Medical magnets

Technologies that use magnets could be made smaller and at lower cost thanks to superconducting magnets developed in Cambridge.

The innovation from Magnifye, a Cambridge University spin-out, would increase the power density of magnets used to produce energy in electric motors.

The magnets, which are 10 times stronger than conventional magnets, are so powerful that a 1in sample could potentially support the weight of a seven-tonne truck.

Tim Coombs, the Cambridge engineering lecturer who is behind Magnifye, said the magnets are created by magnetising a superconductor with a specially developed heat engine.

The engine creates a magnetic field by heating the edge of a ferromagnetic material. As the heat travels through this material, Coombs explained, it changes its permeability and creates a magnetic wave. A superconductor exposed to this wave would become magnetised.

The company has received Proof of Concept funding from the East of England Development Agency (EEDA) to explore companies interested in developing machines using the magnets.

The potential of the technology is already attracting interest from one of the world’s largest engine makers, which is reportedly piloting Magnifye’s technology for use in marine applications.

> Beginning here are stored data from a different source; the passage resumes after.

//! Test request building.

use bytes::Bytes;
use http::{header, HeaderMap, HeaderName, HeaderValue, Method, Uri};
use portcullis_core::Request;
use serde::Serialize;

use crate::error::TestError;

/// A request ready to hand to a [`TestClient`](crate::TestClient).
#[derive(Debug)]
pub struct TestRequest {
    /// HTTP method
    pub method: Method,
    /// Request target
    pub uri: Uri,
    /// Request headers, cookies included
    pub headers: HeaderMap,
    /// Request body
    pub body: Bytes,
}

impl TestRequest {
    /// Starts a GET request.
    pub fn get(uri: impl AsRef<str>) -> TestRequestBuilder {
        TestRequestBuilder::new(Method::GET, uri)
    }

    /// Starts a POST request.
    pub fn post(uri: impl AsRef<str>) -> TestRequestBuilder {
        TestRequestBuilder::new(Method::POST, uri)
    }

    /// Starts a PUT request.
    pub fn put(uri: impl AsRef<str>) -> TestRequestBuilder {
        TestRequestBuilder::new(Method::PUT, uri)
    }

    /// Starts a PATCH request.
    pub fn patch(uri: impl AsRef<str>) -> TestRequestBuilder {
        TestRequestBuilder::new(Method::PATCH, uri)
    }

    /// Starts a DELETE request.
    pub fn delete(uri: impl AsRef<str>) -> TestRequestBuilder {
        TestRequestBuilder::new(Method::DELETE, uri)
    }

    /// Starts an OPTIONS request.
    pub fn options(uri: impl AsRef<str>) -> TestRequestBuilder {
        TestRequestBuilder::new(Method::OPTIONS, uri)
    }

    /// Starts a HEAD request.
    pub fn head(uri: impl AsRef<str>) -> TestRequestBuilder {
        TestRequestBuilder::new(Method::HEAD, uri)
    }

    /// Converts into the request type the router serves.
    #[must_use]
    pub fn into_http_request(self) -> Request {
        let mut request = http::Request::new(self.body);
        *request.method_mut() = self.method;
        *request.uri_mut() = self.uri;
        *request.headers_mut() = self.headers;
        request
    }
}

/// Builder for [`TestRequest`].
///
/// Invalid header names or values are remembered and reported by
/// [`build`](Self::build), so chains never panic halfway.
#[must_use]
#[derive(Debug)]
pub struct TestRequestBuilder {
    method: Method,
    uri: String,
    headers: HeaderMap,
    cookies: Vec<(String, String)>,
    body: Option<Bytes>,
    error: Option<TestError>,
}

impl TestRequestBuilder {
    /// Creates a builder for `method` and `uri`.
    pub fn new(method: Method, uri: impl AsRef<str>) -> Self {
        Self {
            method,
            uri: uri.as_ref().to_string(),
            headers: HeaderMap::new(),
            cookies: Vec::new(),
            body: None,
            error: None,
        }
    }

    /// Sets a header, replacing any previous value.
    ///
    /// ```
    /// use portcullis_test::TestRequest;
    ///
    /// let request = TestRequest::get("/explore/repos")
    ///     .header("x-request-id", "req-1")
    ///     .build()
    ///     .unwrap();
    /// assert_eq!(request.headers["x-request-id"], "req-1");
    /// ```
    pub fn header(mut self, name: impl AsRef<str>, value: impl AsRef<str>) -> Self {
        let name = name.as_ref();
        let parsed = HeaderName::try_from(name)
            .map_err(|e| TestError::InvalidHeader(format!("{name}: {e}")))
            .and_then(|n| {
                HeaderValue::try_from(value.as_ref())
                    .map(|v| (n, v))
                    .map_err(|e| TestError::InvalidHeader(format!("{name}: {e}")))
            });
        match parsed {
            Ok((name, value)) => {
                self.headers.insert(name, value);
            }
            Err(err) => {
                self.error.get_or_insert(err);
            }
        }
        self
    }

    /// Sets the `Content-Type` header.
    pub fn content_type(self, content_type: impl AsRef<str>) -> Self {
        self.header(header::CONTENT_TYPE.as_str(), content_type)
    }

    /// Adds a cookie. All cookies are sent in one `Cookie` header.
    pub fn cookie(mut self, name: impl Into<String>, value: impl Into<String>) -> Self {
        self.cookies.push((name.into(), value.into()));
        self
    }

    /// Sends a matching `_csrf` cookie and `x-csrf-token` header.
    pub fn csrf_token(self, token: impl AsRef<str>) -> Self {
        let token = token.as_ref();
        self.cookie("_csrf", token).header("x-csrf-token", token)
    }

    /// Sets the raw body.
    pub fn body(mut self, body: impl Into<Bytes>) -> Self {
        self.body = Some(body.into());
        self
    }

    /// Sets a JSON body and `Content-Type: application/json`.
    pub fn json<T: Serialize>(mut self, value: &T) -> Self {
        match serde_json::to_vec(value) {
            Ok(bytes) => self.body = Some(Bytes::from(bytes)),
            Err(err) => {
                self.error.get_or_insert(TestError::Json(err));
            }
        }
        self.content_type("application/json")
    }

    /// Sets a form body from key/value pairs.
    ///
    /// ```
    /// use portcullis_test::TestRequest;
    ///
    /// let request = TestRequest::post("/user/login")
    ///     .form(&[("user_name", "alice"), ("redirect_to", "/a b")])
    ///     .build()
    ///     .unwrap();
    /// assert_eq!(request.body, "user_name=alice&redirect_to=%2Fa%20b");
    /// ```
    pub fn form<K: AsRef<str>, V: AsRef<str>>(mut self, pairs: &[(K, V)]) -> Self {
        let encoded = pairs
            .iter()
            .map(|(k, v)| {
                format!(
                    "{}={}",
                    urlencoding::encode(k.as_ref()),
                    urlencoding::encode(v.as_ref())
                )
            })
            .collect::<Vec<_>>()
            .join("&");
        self.body = Some(Bytes::from(encoded));
        self.content_type("application/x-www-form-urlencoded")
    }

    /// Builds the request.
    ///
    /// # Errors
    ///
    /// Returns the first invalid header or body, or an unparseable URI.
    pub fn build(mut self) -> Result<TestRequest, TestError> {
        if let Some(err) = self.error.take() {
            return Err(err);
        }

        let uri: Uri = self
            .uri
            .parse()
            .map_err(|e| TestError::RequestBuild(format!("invalid URI '{}': {e}", self.uri)))?;

        if !self.cookies.is_empty() {
            let line = self
                .cookies
                .iter()
                .map(|(name, value)| format!("{name}={value}"))
                .collect::<Vec<_>>()
                .join("; ");
            let value = HeaderValue::try_from(line)
                .map_err(|e| TestError::InvalidHeader(format!("cookie: {e}")))?;
            self.headers.insert(header::COOKIE, value);
        }

        Ok(TestRequest {
            method: self.method,
            uri,
            headers: self.headers,
            body: self.body.unwrap_or_default(),
        })
    }
}

#[cfg(test)]
mod tests {
    use super::*;
    use serde_json::json;

    #[test]
    fn test_cookies_share_one_header() {
        let request = TestRequest::get("/")
            .cookie("i_like_gitea", "s3ss10n")
            .cookie("lang", "en-US")
            .build()
            .unwrap();
        assert_eq!(request.headers[header::COOKIE], "i_like_gitea=s3ss10n; lang=en-US");
    }

    #[test]
    fn test_csrf_token_sets_cookie_and_header() {
        let request = TestRequest::post("/user/logout").csrf_token("t0k3n").build().unwrap();
        assert_eq!(request.headers["x-csrf-token"], "t0k3n");
        assert_eq!(request.headers[header::COOKIE], "_csrf=t0k3n");
    }

    #[test]
    fn test_json_body() {
        let request = TestRequest::post("/api/repos")
            .json(&json!({"name": "proj"}))
            .build()
            .unwrap();
        assert_eq!(request.headers[header::CONTENT_TYPE], "application/json");
        assert_eq!(request.body, r#"{"name":"proj"}"#);
    }

    #[test]
    fn test_invalid_header_reported_at_build() {
        let err = TestRequest::get("/")
            .header("bad header", "x")
            .header("x-fine", "ok")
            .build()
            .unwrap_err();
        assert!(matches!(err, TestError::InvalidHeader(_)));
    }

    #[test]
    fn test_invalid_uri() {
        let err = TestRequest::get("http://[::1").build().unwrap_err();
        assert!(matches!(err, TestError::RequestBuild(_)));
    }

    #[test]
    fn test_into_http_request() {
        let request = TestRequest::put("/alice/proj/settings?tab=units")
            .body("payload")
            .build()
            .unwrap()
            .into_http_request();
        assert_eq!(request.method(), Method::PUT);
        assert_eq!(request.uri().path(), "/alice/proj/settings");
        assert_eq!(request.uri().query(), Some("tab=units"));
        assert_eq!(request.body(), "payload");
    }
}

In the renewable energy sector, Magnifye has been working with Siemens to potentially develop the technology for use in wind turbines. The compact superconducting magnets would make wind-turbine generators cheaper and easier to manufacture. The magnets also have the potential to increase energy output from the turbine.

Coombs said the initial applications for the magnets, however, will likely be in the medical field, specifically with MRI technology.

He added that there is a great amount of interest and commercial opportunity in that market, which is worth billions of pounds worldwide.

With all MRI scanners, the magnet is the largest and most expensive component. The cheapest magnets to manufacture for MRI are resistive electromagnets, which consist of a solenoid wound from a copper wire. These magnets are rarely found in current scanners, however, because of their limited field strength and stability.

The problem, Coombs said, is that it takes roughly a couple of cubic metres of solenoid to produce a magnetic strength of 7 Tesla. Up to 9.4 Tesla is deemed safe for humans. A Magnifye superconducting magnet could produce 7 Tesla in an area that is 1in across and 0.5in deep.

‘It’s a much more compact source of magnetic field than a conventional solenoid so you can reduce the overall size of the superconducting magnet for MRI,’ Coombs said. ‘Also, it is a very local source of magnetic field so you can put lots of magnets together to make a uniform field. The manufacturing is much easier and the scanner can be made smaller, lighter and cheaper.’

Coombs said Magnifye has aspirations to commercialise its technology for electric cars, buses and even trains.

‘The holy grail among motor manufacturers is to produce an electric motor which is a 10th of the size of a conventional motor and the only way of doing this is with this sort of technology,’ he claimed.

Siobhan Wagner